EXERCISE OBJECTIVE
Among the entries, how many lines carry the string "pattern"? Give the number and nothing else.

Records drawn from a dataset
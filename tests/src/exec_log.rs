use quarry_core::{driver::ResultMode, stmt::Params};
use std::sync::{Arc, Mutex};

/// A statement as the driver received it.
#[derive(Debug, Clone)]
pub struct Statement {
    pub sql: String,
    pub params: Params,
    pub mode: ResultMode,
}

/// A wrapper around the statement log that provides a clean API for tests
#[derive(Debug, Clone)]
pub struct ExecLog {
    statements: Arc<Mutex<Vec<Statement>>>,
}

impl ExecLog {
    pub(crate) fn new(statements: Arc<Mutex<Vec<Statement>>>) -> Self {
        Self { statements }
    }

    /// Get the number of executed statements
    pub fn len(&self) -> usize {
        self.statements.lock().unwrap().len()
    }

    pub fn is_empty(&self) -> bool {
        self.statements.lock().unwrap().is_empty()
    }

    /// SQL of every executed statement, in order
    pub fn sql(&self) -> Vec<String> {
        self.statements
            .lock()
            .unwrap()
            .iter()
            .map(|statement| statement.sql.clone())
            .collect()
    }

    /// Pop the oldest statement
    pub fn pop(&self) -> Statement {
        let mut statements = self.statements.lock().unwrap();
        assert!(!statements.is_empty(), "no statement was executed");
        statements.remove(0)
    }

    /// Count statements whose SQL contains `pattern`
    pub fn count(&self, pattern: &str) -> usize {
        self.statements
            .lock()
            .unwrap()
            .iter()
            .filter(|statement| statement.sql.contains(pattern))
            .count()
    }

    pub fn clear(&self) {
        self.statements.lock().unwrap().clear();
    }
}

SOLUTION FOR THIS TASK
3